Gold and silver extended gains on
Monday, with the former trading just above the $5,000-per-ounce
level as the dollar dipped, while investors awaited key jobs and
inflation data due later in the week to gauge U.S. interest rate
trajectory.
Spot gold rose 1.1% to $5,012.76 per ounce by 0502
GMT after a 4% climb on Friday. U.S. gold futures for
April delivery gained 1.1% to $5,033.80 per ounce.
“This could be the very short-term intraday correlation between
the dollar and silver as well as gold (driving the metals up),”
said Kelvin Wong, a senior market analyst at OANDA.
The U.S. dollar was at its lowest level since February 4,
making greenback-priced metals cheaper for overseas buyers. The
yen strengthened after Japanese Prime Minister Sanae Takaichi swept to victory in Sunday’s election.
“Bargain-hunting is (also) pushing gold back above the $5,000
level,” said KCM chief analyst Tim Waterer.
Investors await monthly reports on employment and consumer
prices this week and expect at least two 25-basis-point rate
cuts in 2026, with the first one expected in June. Non-yielding
bullion tends to do well in low-interest-rate environments.
“Any softness in the jobs data could help gold’s rebound
efforts. We are not expecting a rate cut from the Fed until
mid-year, unless the jobs data really starts to drop off a
cliff,” Waterer added.
San Francisco Federal Reserve President Mary Daly said on Friday
she thinks one or two more interest rate cuts may be needed to
counteract weakness in the labour market.

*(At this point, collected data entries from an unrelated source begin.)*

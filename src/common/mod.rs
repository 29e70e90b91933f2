pub mod bits;
pub mod charset;
pub mod ec;
pub mod error;
pub mod geometry;
pub mod matrix;

pub use bits::{BitReader, BitStream};
pub use error::{BarcodeError, BarcodeResult};
pub use geometry::{Homography, Point};
pub use matrix::BitMatrix;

Spot silver climbed 4.6% to $81.54 per ounce after a
near 10% gain in the previous session. It hit an all-time high
of $121.64 on January 29.
“Unless silver’s able to clear above that key resistance at
$92.24, I’m not so convinced in terms of a probability
perspective of a medium uptrend,” Wong said.
Spot platinum edged 0.3% lower to $2,090.13 per
ounce, while palladium gained 1% to $1,723.41.